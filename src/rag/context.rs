//! Context assembly from retrieved facts

use crate::rag::SearchResult;

/// Assembler for creating context from search results
pub struct ContextAssembler {
    max_sentences: usize,
}

impl ContextAssembler {
    /// Create a new context assembler
    #[must_use]
    pub const fn new(max_sentences: usize) -> Self {
        Self { max_sentences }
    }

    pub const fn max_sentences(&self) -> usize {
        self.max_sentences
    }

    /// Join the facts into one passage, grouped by section in order of
    /// first appearance. `None` when there is nothing to assemble.
    #[must_use]
    pub fn assemble(&self, results: &[SearchResult]) -> Option<String> {
        let groups = self.group_by_section(results);
        if groups.is_empty() {
            return None;
        }

        let sentences: Vec<&str> = groups
            .into_iter()
            .flat_map(|(_, sentences)| sentences)
            .collect();

        Some(sentences.join(" "))
    }

    /// Facts grouped per section, sections in order of first appearance
    #[must_use]
    pub fn group_by_section<'a>(&self, results: &'a [SearchResult]) -> Vec<(&'a str, Vec<&'a str>)> {
        let mut groups: Vec<(&str, Vec<&str>)> = Vec::new();

        for result in results.iter().take(self.max_sentences) {
            match groups
                .iter_mut()
                .find(|(section, _)| *section == result.section)
            {
                Some((_, sentences)) => sentences.push(result.text.as_str()),
                None => groups.push((result.section.as_str(), vec![result.text.as_str()])),
            }
        }

        groups
    }

    /// Create a summary of the retrieved facts
    #[must_use]
    pub fn create_summary(&self, results: &[SearchResult]) -> String {
        if results.is_empty() {
            return "No relevant facts found.".to_string();
        }

        let mut summary = format!("Found {} relevant fact(s):\n\n", results.len());

        for (idx, result) in results.iter().enumerate().take(self.max_sentences) {
            summary.push_str(&format!(
                "{}. [{}] Score: {:.2}\n   {}\n\n",
                idx + 1,
                result.section,
                result.score,
                result.text
            ));
        }

        summary
    }
}

impl Default for ContextAssembler {
    fn default() -> Self {
        Self::new(5)
    }
}
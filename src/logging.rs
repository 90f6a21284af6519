//! Logging configuration for FactRAG

use std::path::Path;

use tracing_subscriber::fmt::format::FmtSpan;
use tracing_subscriber::fmt::{self};
use tracing_subscriber::layer::SubscriberExt;
use tracing_subscriber::util::SubscriberInitExt;
use tracing_subscriber::EnvFilter;
use tracing_subscriber::Registry;

use crate::Result;

const LOG_DIR: &str = "logs";
const LOG_FILE: &str = "factrag.log";

/// Initialize logging with configuration
pub fn init_logging_with_config(config: Option<&crate::config::AppConfig>) -> Result<()> {
    // Use config if available, otherwise environment variable or default
    let (env_filter, level) = if let Some(config) = config {
        let level = config.logging.level.as_str();
        (EnvFilter::new(format!("{level},factrag={level}")), level)
    } else {
        (
            EnvFilter::try_from_default_env()
                .unwrap_or_else(|_| EnvFilter::new("info,factrag=debug")),
            "info",
        )
    };

    init_registry(env_filter, level)
}

/// Initialize logging with custom log level
pub fn init_logging_with_level(level: &str) -> Result<()> {
    let env_filter = EnvFilter::new(format!("{level},factrag={level}"));
    init_registry(env_filter, level)
}

fn init_registry(env_filter: EnvFilter, level: &str) -> Result<()> {
    let logs_dir = Path::new(LOG_DIR);
    if !logs_dir.exists() {
        std::fs::create_dir_all(logs_dir)?;
    }

    let file_appender = tracing_appender::rolling::daily(LOG_DIR, LOG_FILE);
    let (non_blocking, guard) = tracing_appender::non_blocking(file_appender);

    // Console goes to stderr so stdout stays clean for answers
    let console_layer = fmt::layer()
        .with_target(true)
        .with_file(true)
        .with_line_number(true)
        .with_span_events(FmtSpan::CLOSE)
        .with_writer(std::io::stderr);

    let file_layer = fmt::layer()
        .with_target(true)
        .with_thread_ids(true)
        .with_thread_names(true)
        .with_file(true)
        .with_line_number(true)
        .with_span_events(FmtSpan::CLOSE)
        .with_writer(non_blocking)
        .with_ansi(false);

    Registry::default()
        .with(env_filter)
        .with(console_layer)
        .with(file_layer)
        .try_init()
        .map_err(|e| crate::FactRagError::Custom(format!("Failed to initialize logging: {e}")))?;

    tracing::info!("Logging initialized with level: {level} - console and file output enabled");
    tracing::debug!("Log files will be saved to: {LOG_DIR}/{LOG_FILE}.YYYY-MM-DD");

    // The writer thread must outlive main
    std::mem::forget(guard);

    Ok(())
}

/// Initialize simple logging for testing
pub fn init_simple_logging() -> Result<()> {
    tracing_subscriber::fmt()
        .with_target(true)
        .with_file(true)
        .with_line_number(true)
        .with_max_level(tracing::Level::INFO)
        .with_writer(std::io::stderr)
        .try_init()
        .map_err(|e| crate::FactRagError::Custom(format!("Failed to initialize logging: {e}")))?;

    tracing::info!("Simple logging initialized");
    Ok(())
}

#[cfg(test)]
mod tests {
    use super::*;

    #[test]
    fn test_logging_initialization() {
        // A second init in the same process reports an error instead of panicking
        let _ = init_simple_logging();
        assert!(init_simple_logging().is_err());
    }
}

-------

Set down each record verbatim.

filename src/rag/context.rs
//! Context assembly from retrieved facts

use crate::rag::SearchResult;

/// Assembler for creating context from search results
pub struct ContextAssembler {
    max_sentences: usize,
}

impl ContextAssembler {
    /// Create a new context assembler
    #[must_use]
    pub const fn new(max_sentences: usize) -> Self {
        Self { max_sentences }
    }

    pub const fn max_sentences(&self) -> usize {
        self.max_sentences
    }

    /// Join the facts into one passage, grouped by section in order of
    /// first appearance. `None` when there is nothing to assemble.
    #[must_use]
    pub fn assemble(&self, results: &[SearchResult]) -> Option<String> {
        let groups = self.group_by_section(results);
        if groups.is_empty() {
            return None;
        }

        let sentences: Vec<&str> = groups
            .into_iter()
            .flat_map(|(_, sentences)| sentences)
            .collect();

        Some(sentences.join(" "))
    }

    /// Facts grouped per section, sections in order of first appearance
    #[must_use]
    pub fn group_by_section<'a>(&self, results: &'a [SearchResult]) -> Vec<(&'a str, Vec<&'a str>)> {
        let mut groups: Vec<(&str, Vec<&str>)> = Vec::new();

        for result in results.iter().take(self.max_sentences) {
            match groups
                .iter_mut()
                .find(|(section, _)| *section == result.section)
            {
                Some((_, sentences)) => sentences.push(result.text.as_str()),
                None => groups.push((result.section.as_str(), vec![result.text.as_str()])),
            }
        }

        groups
    }

    /// Create a summary of the retrieved facts
    #[must_use]
    pub fn create_summary(&self, results: &[SearchResult]) -> String {
        if results.is_empty() {
            return "No relevant facts found.".to_string();
        }

        let mut summary = format!("Found {} relevant fact(s):\n\n", results.len());

        for (idx, result) in results.iter().enumerate().take(self.max_sentences) {
            summary.push_str(&format!(
                "{}. [{}] Score: {:.2}\n   {}\n\n",
                idx + 1,
                result.section,
                result.score,
                result.text
            ));
        }

        summary
    }
}

impl Default for ContextAssembler {
    fn default() -> Self {
        Self::new(5)
    }
}
filename src/logging.rs
repository 90f6a21284af6519
//! Logging configuration for FactRAG

use std::path::Path;

use tracing_subscriber::fmt::format::FmtSpan;
use tracing_subscriber::fmt::{self};
use tracing_subscriber::layer::SubscriberExt;
use tracing_subscriber::util::SubscriberInitExt;
use tracing_subscriber::EnvFilter;
use tracing_subscriber::Registry;

use crate::Result;

const LOG_DIR: &str = "logs";
const LOG_FILE: &str = "factrag.log";

/// Initialize logging with configuration
pub fn init_logging_with_config(config: Option<&crate::config::AppConfig>) -> Result<()> {
    // Use config if available, otherwise environment variable or default
    let (env_filter, level) = if let Some(config) = config {
        let level = config.logging.level.as_str();
        (EnvFilter::new(format!("{level},factrag={level}")), level)
    } else {
        (
            EnvFilter::try_from_default_env()
                .unwrap_or_else(|_| EnvFilter::new("info,factrag=debug")),
            "info",
        )
    };

    init_registry(env_filter, level)
}

/// Initialize logging with custom log level
pub fn init_logging_with_level(level: &str) -> Result<()> {
    let env_filter = EnvFilter::new(format!("{level},factrag={level}"));
    init_registry(env_filter, level)
}

fn init_registry(env_filter: EnvFilter, level: &str) -> Result<()> {
    let logs_dir = Path::new(LOG_DIR);
    if !logs_dir.exists() {
        std::fs::create_dir_all(logs_dir)?;
    }

    let file_appender = tracing_appender::rolling::daily(LOG_DIR, LOG_FILE);
    let (non_blocking, guard) = tracing_appender::non_blocking(file_appender);

    // Console goes to stderr so stdout stays clean for answers
    let console_layer = fmt::layer()
        .with_target(true)
        .with_file(true)
        .with_line_number(true)
        .with_span_events(FmtSpan::CLOSE)
        .with_writer(std::io::stderr);

    let file_layer = fmt::layer()
        .with_target(true)
        .with_thread_ids(true)
        .with_thread_names(true)
        .with_file(true)
        .with_line_number(true)
        .with_span_events(FmtSpan::CLOSE)
        .with_writer(non_blocking)
        .with_ansi(false);

    Registry::default()
        .with(env_filter)
        .with(console_layer)
        .with(file_layer)
        .try_init()
        .map_err(|e| crate::FactRagError::Custom(format!("Failed to initialize logging: {e}")))?;

    tracing::info!("Logging initialized with level: {level} - console and file output enabled");
    tracing::debug!("Log files will be saved to: {LOG_DIR}/{LOG_FILE}.YYYY-MM-DD");

    // The writer thread must outlive main
    std::mem::forget(guard);

    Ok(())
}

/// Initialize simple logging for testing
pub fn init_simple_logging() -> Result<()> {
    tracing_subscriber::fmt()
        .with_target(true)
        .with_file(true)
        .with_line_number(true)
        .with_max_level(tracing::Level::INFO)
        .with_writer(std::io::stderr)
        .try_init()
        .map_err(|e| crate::FactRagError::Custom(format!("Failed to initialize logging: {e}")))?;

    tracing::info!("Simple logging initialized");
    Ok(())
}

#[cfg(test)]
mod tests {
    use super::*;

    #[test]
    fn test_logging_initialization() {
        // A second init in the same process reports an error instead of panicking
        let _ = init_simple_logging();
        assert!(init_simple_logging().is_err());
    }
}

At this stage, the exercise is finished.